Exercise materials below:
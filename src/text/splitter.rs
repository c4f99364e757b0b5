use once_cell::sync::Lazy;
use regex::Regex;

// @module: Sentence segmentation

// @const: Sentence punctuation followed by a whitespace run
static SENTENCE_BOUNDARY: Lazy<Regex> = Lazy::new(|| {
    Regex::new(r"[.!?]\s+").unwrap()
});

/// Split text into sentence units.
///
/// A boundary is a whitespace run preceded by `.`, `!` or `?`; the punctuation
/// stays with the preceding unit. Pieces are trimmed and empty pieces dropped.
/// When nothing survives, the original text is returned as the only unit, so
/// the result is never empty. Abbreviations and decimals are not special-cased.
pub fn split_sentences(text: &str) -> Vec<String> {
    let mut units = Vec::new();
    let mut start = 0;

    for boundary in SENTENCE_BOUNDARY.find_iter(text) {
        // Punctuation is ASCII, so the cut after it is a char boundary
        let end = boundary.start() + 1;
        push_trimmed(&mut units, &text[start..end]);
        start = boundary.end();
    }
    push_trimmed(&mut units, &text[start..]);

    if units.is_empty() {
        units.push(text.to_string());
    }
    units
}

fn push_trimmed(units: &mut Vec<String>, piece: &str) {
    let piece = piece.trim();
    if !piece.is_empty() {
        units.push(piece.to_string());
    }
}

/// Pack sentences into chunks of at most `max_chars` characters.
///
/// Whole sentences are joined with a space while they fit. A sentence that is
/// too long on its own is split at word boundaries, and a single word that is
/// still too long is cut into character runs. Blank input yields no chunks.
pub fn pack_sentences(text: &str, max_chars: usize) -> Vec<String> {
    let max_chars = max_chars.max(1);
    let mut chunks = Vec::new();
    let mut current = String::new();

    for sentence in split_sentences(text) {
        if sentence.trim().is_empty() {
            continue;
        }
        if append_fits(&current, &sentence, max_chars) {
            append(&mut current, &sentence);
            continue;
        }
        flush(&mut chunks, &mut current);

        if char_len(&sentence) <= max_chars {
            current = sentence;
            continue;
        }

        for word in sentence.split_whitespace() {
            if append_fits(&current, word, max_chars) {
                append(&mut current, word);
                continue;
            }
            flush(&mut chunks, &mut current);

            if char_len(word) <= max_chars {
                current = word.to_string();
                continue;
            }
            let chars: Vec<char> = word.chars().collect();
            for run in chars.chunks(max_chars) {
                flush(&mut chunks, &mut current);
                current = run.iter().collect();
            }
        }
    }
    flush(&mut chunks, &mut current);

    chunks
}

fn char_len(text: &str) -> usize {
    text.chars().count()
}

fn append_fits(current: &str, next: &str, max_chars: usize) -> bool {
    if current.is_empty() {
        char_len(next) <= max_chars
    } else {
        char_len(current) + 1 + char_len(next) <= max_chars
    }
}

fn append(current: &mut String, next: &str) {
    if !current.is_empty() {
        current.push(' ');
    }
    current.push_str(next);
}

fn flush(chunks: &mut Vec<String>, current: &mut String) {
    if !current.is_empty() {
        chunks.push(std::mem::take(current));
    }
}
End of Exercise materials.
▶ Required action
Give nothing but the number of lines in the entries that include "flush".

▶ Output for this task
5